*** Data for analysis Section Begins ***
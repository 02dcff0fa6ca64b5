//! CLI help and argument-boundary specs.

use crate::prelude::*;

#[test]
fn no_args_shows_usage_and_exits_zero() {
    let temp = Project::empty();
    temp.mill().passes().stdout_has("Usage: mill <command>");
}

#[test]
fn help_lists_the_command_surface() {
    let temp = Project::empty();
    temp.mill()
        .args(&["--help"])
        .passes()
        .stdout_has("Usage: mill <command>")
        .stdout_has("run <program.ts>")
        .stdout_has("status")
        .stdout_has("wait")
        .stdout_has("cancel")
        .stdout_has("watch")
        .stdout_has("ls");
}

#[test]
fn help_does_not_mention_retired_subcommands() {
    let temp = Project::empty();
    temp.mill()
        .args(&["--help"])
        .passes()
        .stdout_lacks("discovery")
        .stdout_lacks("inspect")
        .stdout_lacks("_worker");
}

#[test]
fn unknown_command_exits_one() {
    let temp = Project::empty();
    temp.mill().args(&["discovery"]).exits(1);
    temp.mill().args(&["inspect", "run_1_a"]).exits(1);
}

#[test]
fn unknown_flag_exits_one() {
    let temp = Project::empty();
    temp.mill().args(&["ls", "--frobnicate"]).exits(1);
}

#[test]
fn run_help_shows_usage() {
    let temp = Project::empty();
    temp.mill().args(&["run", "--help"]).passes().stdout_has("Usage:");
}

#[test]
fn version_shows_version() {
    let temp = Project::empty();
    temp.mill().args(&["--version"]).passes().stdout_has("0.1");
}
*** Data for analysis Section Ends ***
What is needed - Go through the records above and repeat each one exactly.

Reply -
repository 02dcff0fa6ca64b5
//! CLI help and argument-boundary specs.

use crate::prelude::*;

#[test]
fn no_args_shows_usage_and_exits_zero() {
    let temp = Project::empty();
    temp.mill().passes().stdout_has("Usage: mill <command>");
}

#[test]
fn help_lists_the_command_surface() {
    let temp = Project::empty();
    temp.mill()
        .args(&["--help"])
        .passes()
        .stdout_has("Usage: mill <command>")
        .stdout_has("run <program.ts>")
        .stdout_has("status")
        .stdout_has("wait")
        .stdout_has("cancel")
        .stdout_has("watch")
        .stdout_has("ls");
}

#[test]
fn help_does_not_mention_retired_subcommands() {
    let temp = Project::empty();
    temp.mill()
        .args(&["--help"])
        .passes()
        .stdout_lacks("discovery")
        .stdout_lacks("inspect")
        .stdout_lacks("_worker");
}

#[test]
fn unknown_command_exits_one() {
    let temp = Project::empty();
    temp.mill().args(&["discovery"]).exits(1);
    temp.mill().args(&["inspect", "run_1_a"]).exits(1);
}

#[test]
fn unknown_flag_exits_one() {
    let temp = Project::empty();
    temp.mill().args(&["ls", "--frobnicate"]).exits(1);
}

#[test]
fn run_help_shows_usage() {
    let temp = Project::empty();
    temp.mill().args(&["run", "--help"]).passes().stdout_has("Usage:");
}

#[test]
fn version_shows_version() {
    let temp = Project::empty();
    temp.mill().args(&["--version"]).passes().stdout_has("0.1");
}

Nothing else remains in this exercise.